Task: What lines below include the string "bool"? Pick them out and copy them.

=== Section Start ===

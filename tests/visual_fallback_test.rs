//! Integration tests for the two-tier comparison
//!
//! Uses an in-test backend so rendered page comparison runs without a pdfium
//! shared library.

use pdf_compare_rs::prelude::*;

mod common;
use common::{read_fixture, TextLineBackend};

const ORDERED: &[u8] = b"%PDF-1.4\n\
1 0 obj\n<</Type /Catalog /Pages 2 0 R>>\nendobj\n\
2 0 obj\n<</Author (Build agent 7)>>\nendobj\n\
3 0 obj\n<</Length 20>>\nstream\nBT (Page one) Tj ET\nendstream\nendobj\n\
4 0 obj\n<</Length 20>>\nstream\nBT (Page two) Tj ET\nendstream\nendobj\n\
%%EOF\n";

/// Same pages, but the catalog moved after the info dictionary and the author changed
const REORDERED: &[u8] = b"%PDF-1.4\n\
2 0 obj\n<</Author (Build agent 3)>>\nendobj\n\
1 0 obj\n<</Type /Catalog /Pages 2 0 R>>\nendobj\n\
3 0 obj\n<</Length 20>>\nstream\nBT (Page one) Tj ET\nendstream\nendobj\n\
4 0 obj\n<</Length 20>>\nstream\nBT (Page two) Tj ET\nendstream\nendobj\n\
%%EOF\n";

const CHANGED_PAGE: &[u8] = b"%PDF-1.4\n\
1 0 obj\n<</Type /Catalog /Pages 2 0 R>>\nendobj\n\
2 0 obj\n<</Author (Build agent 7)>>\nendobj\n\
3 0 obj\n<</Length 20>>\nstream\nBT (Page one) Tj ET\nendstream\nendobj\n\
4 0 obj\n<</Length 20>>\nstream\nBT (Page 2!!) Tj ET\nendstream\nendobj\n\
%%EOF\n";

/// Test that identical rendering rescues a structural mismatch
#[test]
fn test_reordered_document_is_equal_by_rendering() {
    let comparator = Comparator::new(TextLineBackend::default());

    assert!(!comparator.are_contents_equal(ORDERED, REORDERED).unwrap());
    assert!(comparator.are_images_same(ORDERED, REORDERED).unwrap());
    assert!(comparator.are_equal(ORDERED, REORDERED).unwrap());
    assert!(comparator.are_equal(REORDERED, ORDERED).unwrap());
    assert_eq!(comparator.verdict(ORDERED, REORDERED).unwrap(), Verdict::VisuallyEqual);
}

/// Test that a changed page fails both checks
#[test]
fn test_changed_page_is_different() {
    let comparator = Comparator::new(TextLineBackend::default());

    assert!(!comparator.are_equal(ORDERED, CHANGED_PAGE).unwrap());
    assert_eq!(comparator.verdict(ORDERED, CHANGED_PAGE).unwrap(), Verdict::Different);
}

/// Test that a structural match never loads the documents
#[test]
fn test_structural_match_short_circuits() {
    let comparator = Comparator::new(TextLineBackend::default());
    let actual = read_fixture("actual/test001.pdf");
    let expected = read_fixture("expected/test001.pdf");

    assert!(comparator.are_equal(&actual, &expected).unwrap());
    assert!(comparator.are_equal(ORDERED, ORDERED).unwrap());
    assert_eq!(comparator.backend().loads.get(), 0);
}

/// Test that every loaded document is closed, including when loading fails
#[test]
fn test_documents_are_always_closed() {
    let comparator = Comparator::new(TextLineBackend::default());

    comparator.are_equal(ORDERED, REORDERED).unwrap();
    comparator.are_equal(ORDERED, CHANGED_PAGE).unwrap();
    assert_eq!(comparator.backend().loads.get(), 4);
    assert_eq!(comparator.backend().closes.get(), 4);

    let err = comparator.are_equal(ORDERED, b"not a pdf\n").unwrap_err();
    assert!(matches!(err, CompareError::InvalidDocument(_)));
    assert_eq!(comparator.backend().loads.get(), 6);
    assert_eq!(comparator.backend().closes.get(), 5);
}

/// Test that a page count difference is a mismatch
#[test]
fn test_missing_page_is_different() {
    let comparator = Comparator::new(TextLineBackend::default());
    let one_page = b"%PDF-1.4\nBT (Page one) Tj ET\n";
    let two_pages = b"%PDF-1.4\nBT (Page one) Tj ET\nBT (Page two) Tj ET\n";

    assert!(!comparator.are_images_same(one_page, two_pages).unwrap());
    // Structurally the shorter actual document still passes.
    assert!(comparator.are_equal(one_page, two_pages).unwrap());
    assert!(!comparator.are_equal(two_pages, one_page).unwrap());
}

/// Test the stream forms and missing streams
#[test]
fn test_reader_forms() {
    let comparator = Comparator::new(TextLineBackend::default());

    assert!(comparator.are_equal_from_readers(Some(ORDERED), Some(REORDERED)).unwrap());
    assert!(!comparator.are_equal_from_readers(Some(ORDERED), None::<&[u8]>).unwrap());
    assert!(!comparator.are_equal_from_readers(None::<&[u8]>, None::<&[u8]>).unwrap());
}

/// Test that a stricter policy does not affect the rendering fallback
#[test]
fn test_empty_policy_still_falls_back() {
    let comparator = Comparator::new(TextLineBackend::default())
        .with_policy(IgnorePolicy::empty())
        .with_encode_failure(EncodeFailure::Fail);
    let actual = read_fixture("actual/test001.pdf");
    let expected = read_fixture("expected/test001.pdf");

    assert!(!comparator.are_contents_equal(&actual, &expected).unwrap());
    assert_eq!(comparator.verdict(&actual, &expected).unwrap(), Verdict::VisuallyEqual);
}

=== Section End ===
=== Section Start ===

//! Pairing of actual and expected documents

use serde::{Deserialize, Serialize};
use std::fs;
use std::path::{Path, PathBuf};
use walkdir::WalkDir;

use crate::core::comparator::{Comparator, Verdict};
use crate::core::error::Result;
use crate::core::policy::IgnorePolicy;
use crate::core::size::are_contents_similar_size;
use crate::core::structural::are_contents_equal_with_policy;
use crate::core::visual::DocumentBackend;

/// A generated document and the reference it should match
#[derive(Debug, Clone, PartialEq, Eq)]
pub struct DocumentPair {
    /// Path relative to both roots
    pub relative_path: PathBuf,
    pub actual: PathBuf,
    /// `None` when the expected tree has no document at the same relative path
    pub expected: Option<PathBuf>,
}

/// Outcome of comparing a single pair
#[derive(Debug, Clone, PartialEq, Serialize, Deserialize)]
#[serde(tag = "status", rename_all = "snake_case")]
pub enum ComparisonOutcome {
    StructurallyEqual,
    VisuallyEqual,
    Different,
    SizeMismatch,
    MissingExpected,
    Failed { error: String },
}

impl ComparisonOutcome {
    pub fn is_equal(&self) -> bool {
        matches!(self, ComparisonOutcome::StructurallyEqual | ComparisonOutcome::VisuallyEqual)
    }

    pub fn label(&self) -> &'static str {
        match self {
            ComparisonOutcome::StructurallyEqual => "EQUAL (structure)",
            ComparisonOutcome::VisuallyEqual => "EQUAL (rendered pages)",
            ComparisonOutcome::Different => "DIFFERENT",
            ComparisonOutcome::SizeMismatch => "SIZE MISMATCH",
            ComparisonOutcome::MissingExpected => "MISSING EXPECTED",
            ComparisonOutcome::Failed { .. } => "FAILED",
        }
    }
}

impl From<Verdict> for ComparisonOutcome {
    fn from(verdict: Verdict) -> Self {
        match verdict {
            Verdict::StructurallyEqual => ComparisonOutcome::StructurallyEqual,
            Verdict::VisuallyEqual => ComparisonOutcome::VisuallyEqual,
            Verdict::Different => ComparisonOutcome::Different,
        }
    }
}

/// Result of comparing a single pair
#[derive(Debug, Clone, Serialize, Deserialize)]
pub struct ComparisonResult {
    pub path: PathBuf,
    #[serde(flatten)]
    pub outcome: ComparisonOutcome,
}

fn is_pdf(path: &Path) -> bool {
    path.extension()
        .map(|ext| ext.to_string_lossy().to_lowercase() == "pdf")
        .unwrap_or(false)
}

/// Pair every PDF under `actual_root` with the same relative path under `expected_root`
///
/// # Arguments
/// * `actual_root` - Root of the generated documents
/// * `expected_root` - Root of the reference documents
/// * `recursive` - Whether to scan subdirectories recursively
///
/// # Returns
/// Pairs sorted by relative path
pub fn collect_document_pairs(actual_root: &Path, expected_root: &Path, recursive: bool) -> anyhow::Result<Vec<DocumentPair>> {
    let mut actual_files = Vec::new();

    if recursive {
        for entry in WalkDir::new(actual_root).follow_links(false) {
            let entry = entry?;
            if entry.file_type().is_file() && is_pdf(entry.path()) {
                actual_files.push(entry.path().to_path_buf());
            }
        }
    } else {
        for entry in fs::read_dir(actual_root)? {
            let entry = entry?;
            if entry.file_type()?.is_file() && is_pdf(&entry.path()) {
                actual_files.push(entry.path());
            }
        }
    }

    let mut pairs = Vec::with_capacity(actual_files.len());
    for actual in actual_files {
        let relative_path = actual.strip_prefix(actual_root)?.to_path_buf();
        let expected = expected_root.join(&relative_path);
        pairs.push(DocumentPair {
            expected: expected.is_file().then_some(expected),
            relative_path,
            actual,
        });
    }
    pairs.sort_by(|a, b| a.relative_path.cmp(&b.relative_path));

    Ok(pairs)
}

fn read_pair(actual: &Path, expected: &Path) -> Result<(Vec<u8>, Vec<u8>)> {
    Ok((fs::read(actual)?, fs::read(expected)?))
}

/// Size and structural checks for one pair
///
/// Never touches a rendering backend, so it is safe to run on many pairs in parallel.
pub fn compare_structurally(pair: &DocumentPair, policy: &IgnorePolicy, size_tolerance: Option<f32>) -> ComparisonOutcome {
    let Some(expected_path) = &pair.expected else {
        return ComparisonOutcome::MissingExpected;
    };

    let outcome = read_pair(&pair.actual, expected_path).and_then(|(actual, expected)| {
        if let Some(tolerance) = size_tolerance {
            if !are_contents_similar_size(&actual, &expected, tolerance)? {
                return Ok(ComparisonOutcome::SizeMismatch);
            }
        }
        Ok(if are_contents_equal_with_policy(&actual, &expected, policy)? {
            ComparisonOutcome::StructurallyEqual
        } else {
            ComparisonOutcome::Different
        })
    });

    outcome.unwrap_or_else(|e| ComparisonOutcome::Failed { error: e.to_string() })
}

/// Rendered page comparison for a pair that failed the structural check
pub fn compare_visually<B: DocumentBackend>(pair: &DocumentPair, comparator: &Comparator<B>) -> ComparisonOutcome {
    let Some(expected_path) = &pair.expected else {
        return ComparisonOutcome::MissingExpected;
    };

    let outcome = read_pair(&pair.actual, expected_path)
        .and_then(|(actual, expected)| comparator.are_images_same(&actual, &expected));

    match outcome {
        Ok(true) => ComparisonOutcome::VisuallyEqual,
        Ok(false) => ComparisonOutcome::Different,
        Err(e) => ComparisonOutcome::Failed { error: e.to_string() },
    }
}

=== Section End ===

Response area:
    pub fn is_equal(&self) -> bool {
fn is_pdf(path: &Path) -> bool {
pub fn collect_document_pairs(actual_root: &Path, expected_root: &Path, recursive: bool) -> anyhow::Result<Vec<DocumentPair>> {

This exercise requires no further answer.